Non-cardia gastric adenocarcinoma is positively associated with Helicobacter pylori infection and atrophic gastritis.
The role of H pylori infection and atrophic gastritis in cardia cancer is unclear.
Professor Professor McColl and colleagues from Scotland compared cardia versus non-cardia cancer with respect to the premorbid state of the stomach.
The research team undertook a nested case-control study.
The team matched 3 controls to each of 129 non-cardia and 44 cardia cancers.
Serum collected a median of 12 years before the diagnosis of cancer was tested for anti-H. pylori antibodies, pepsinogen I:II and gastrin.

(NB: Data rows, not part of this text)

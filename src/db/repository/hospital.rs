use chrono::Utc;
use rusqlite::{params, Connection, OptionalExtension, Row};

use super::Repository;
use crate::db::DatabaseError;
use crate::models::Hospital;

const HOSPITAL_COLUMNS: &str = "id, name, address, phone, created_at, updated_at";

fn hospital_from_row(row: &Row<'_>) -> rusqlite::Result<Hospital> {
    Ok(Hospital {
        id: row.get(0)?,
        name: row.get(1)?,
        address: row.get(2)?,
        phone: row.get(3)?,
        created_at: row.get(4)?,
        updated_at: row.get(5)?,
    })
}

pub fn insert_hospital(conn: &Connection, hospital: &Hospital) -> Result<i64, DatabaseError> {
    conn.execute(
        "INSERT INTO hospitals (name, address, phone, created_at, updated_at)
         VALUES (?1, ?2, ?3, ?4, ?5)",
        params![
            hospital.name,
            hospital.address,
            hospital.phone,
            hospital.created_at,
            hospital.updated_at,
        ],
    )
    .map_err(DatabaseError::from_write)?;
    Ok(conn.last_insert_rowid())
}

pub fn get_hospital(conn: &Connection, id: i64) -> Result<Option<Hospital>, DatabaseError> {
    let sql = format!("SELECT {HOSPITAL_COLUMNS} FROM hospitals WHERE id = ?1");
    Ok(conn.query_row(&sql, params![id], hospital_from_row).optional()?)
}

pub fn get_all_hospitals(conn: &Connection) -> Result<Vec<Hospital>, DatabaseError> {
    let sql = format!("SELECT {HOSPITAL_COLUMNS} FROM hospitals ORDER BY id");
    let mut stmt = conn.prepare(&sql)?;
    let rows = stmt.query_map([], hospital_from_row)?;
    rows.map(|r| r.map_err(DatabaseError::from)).collect()
}

pub fn update_hospital(conn: &Connection, hospital: &Hospital) -> Result<(), DatabaseError> {
    let changed = conn
        .execute(
            "UPDATE hospitals SET name = ?2, address = ?3, phone = ?4, updated_at = ?5
             WHERE id = ?1",
            params![
                hospital.id,
                hospital.name,
                hospital.address,
                hospital.phone,
                hospital.updated_at,
            ],
        )
        .map_err(DatabaseError::from_write)?;
    if changed == 0 {
        return Err(DatabaseError::NotFound {
            entity_type: "Hospital".into(),
            id: hospital.id.to_string(),
        });
    }
    Ok(())
}

/// Delete a hospital. Its affiliations go with it.
pub fn delete_hospital(conn: &Connection, id: i64) -> Result<(), DatabaseError> {
    conn.execute("DELETE FROM hospitals WHERE id = ?1", params![id])
        .map_err(DatabaseError::from_write)?;
    Ok(())
}

impl Repository for Hospital {
    type Key = i64;
    type Detail = Hospital;

    fn key(&self) -> i64 {
        self.id
    }

    fn find_all(conn: &Connection) -> Result<Vec<Self>, DatabaseError> {
        get_all_hospitals(conn)
    }

    fn find_one(conn: &Connection, key: &i64) -> Result<Option<Self>, DatabaseError> {
        get_hospital(conn, *key)
    }

    fn insert(conn: &Connection, mut entity: Self) -> Result<Self, DatabaseError> {
        let now = Utc::now();
        entity.created_at = now;
        entity.updated_at = now;
        entity.id = insert_hospital(conn, &entity)?;
        Ok(entity)
    }

    fn update(conn: &Connection, mut entity: Self) -> Result<Self, DatabaseError> {
        entity.updated_at = Utc::now();
        update_hospital(conn, &entity)?;
        Ok(entity)
    }

    fn delete(conn: &Connection, key: &i64) -> Result<(), DatabaseError> {
        delete_hospital(conn, *key)
    }

    fn with_relations(_conn: &Connection, entity: Self) -> Result<Self, DatabaseError> {
        Ok(entity)
    }
}
use chrono::{DateTime, NaiveDate, Utc};
use serde::{Deserialize, Serialize};

use super::doctor::Doctor;
use super::field::Field;
use super::patient::Patient;
use super::ValidationError;

pub const DOCTOR_HISTORY_REQUIRED_FIELDS: &str =
    "Doctor history has to have doctor ID, patient ID and start date";
pub const END_BEFORE_START: &str = "End date can not be before start date";

/// A period during which a patient was under a doctor's care.
/// Keyed by `(doctor_id, patient_id)`.
#[derive(Debug, Clone, PartialEq, Serialize, Deserialize)]
#[serde(rename_all = "camelCase")]
pub struct DoctorHistory {
    pub doctor_id: i64,
    pub patient_id: i64,
    pub start_date: NaiveDate,
    pub end_date: Option<NaiveDate>,
    pub reason_for_leaving: Option<String>,
    pub created_at: DateTime<Utc>,
    pub updated_at: DateTime<Utc>,
}

#[derive(Debug, Clone, Serialize)]
#[serde(rename_all = "camelCase")]
pub struct DoctorHistoryDetail {
    #[serde(flatten)]
    pub history: DoctorHistory,
    pub doctor: Option<Doctor>,
    pub patient: Option<Patient>,
}

#[derive(Debug, Default, Deserialize)]
#[serde(rename_all = "camelCase", default)]
pub struct DoctorHistoryInput {
    pub doctor_id: Field<i64>,
    pub patient_id: Field<i64>,
    pub start_date: Field<NaiveDate>,
    pub end_date: Field<NaiveDate>,
    pub reason_for_leaving: Field<String>,
}

impl DoctorHistory {
    pub fn from_input(input: DoctorHistoryInput) -> Result<Self, ValidationError> {
        let (Some(doctor_id), Some(patient_id), Some(start_date)) = (
            input.doctor_id.value(),
            input.patient_id.value(),
            input.start_date.value(),
        ) else {
            return Err(ValidationError::new(DOCTOR_HISTORY_REQUIRED_FIELDS));
        };

        let now = Utc::now();
        let history = DoctorHistory {
            doctor_id,
            patient_id,
            start_date,
            end_date: input.end_date.value(),
            reason_for_leaving: input.reason_for_leaving.trimmed(),
            created_at: now,
            updated_at: now,
        };
        history.validate()?;
        Ok(history)
    }

    pub fn apply(&mut self, input: DoctorHistoryInput) {
        input.start_date.apply(&mut self.start_date);
        input.end_date.apply_nullable(&mut self.end_date);
        input.reason_for_leaving.apply_optional_text(&mut self.reason_for_leaving);
    }

    pub fn validate(&self) -> Result<(), ValidationError> {
        if self.doctor_id <= 0 || self.patient_id <= 0 {
            return Err(ValidationError::new(DOCTOR_HISTORY_REQUIRED_FIELDS));
        }
        if let Some(end) = self.end_date {
            if end < self.start_date {
                return Err(ValidationError::new(END_BEFORE_START));
            }
        }
        Ok(())
    }
}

Non-cardia cancer was positively associated with H. pylori, and gastric atrophy.
|H. pylori-positive cardia cancer was associated with gastric atrophy |
The diffuse and intestinal histological subtypes of non-cardia cancer were of similar proportions, and both showed a positive association with H pylori and atrophy.
The team found that cardia cancer was negatively associated with H. pylori.
However, the researchers noted that H. pylori-positive cardia cancer showed an association with gastric atrophy.
The predominant histological subtype of cardia cancer was intestinal, and was not associated with gastric atrophy compared with the diffuse subtype.
Cardia cancer in patients with atrophy had an intestinal: diffuse ratio similar to non-cardia cancer.
The team observed that cardia cancers in patients without atrophy were predominantly intestinal.
Professor McColl's team concluded, "These findings indicate 2 etiologies of cardia cancer."
"The first of these etiologies is associated with H. pylori atrophic gastritis, resembling non-cardia cancer."
"The other is associated with non-atrophic gastric mucosa, resembling esophageal adenocarcinoma."
"Serological markers of gastric atrophy may provide the key to determining gastric versus esophageal origin of cardia cancer."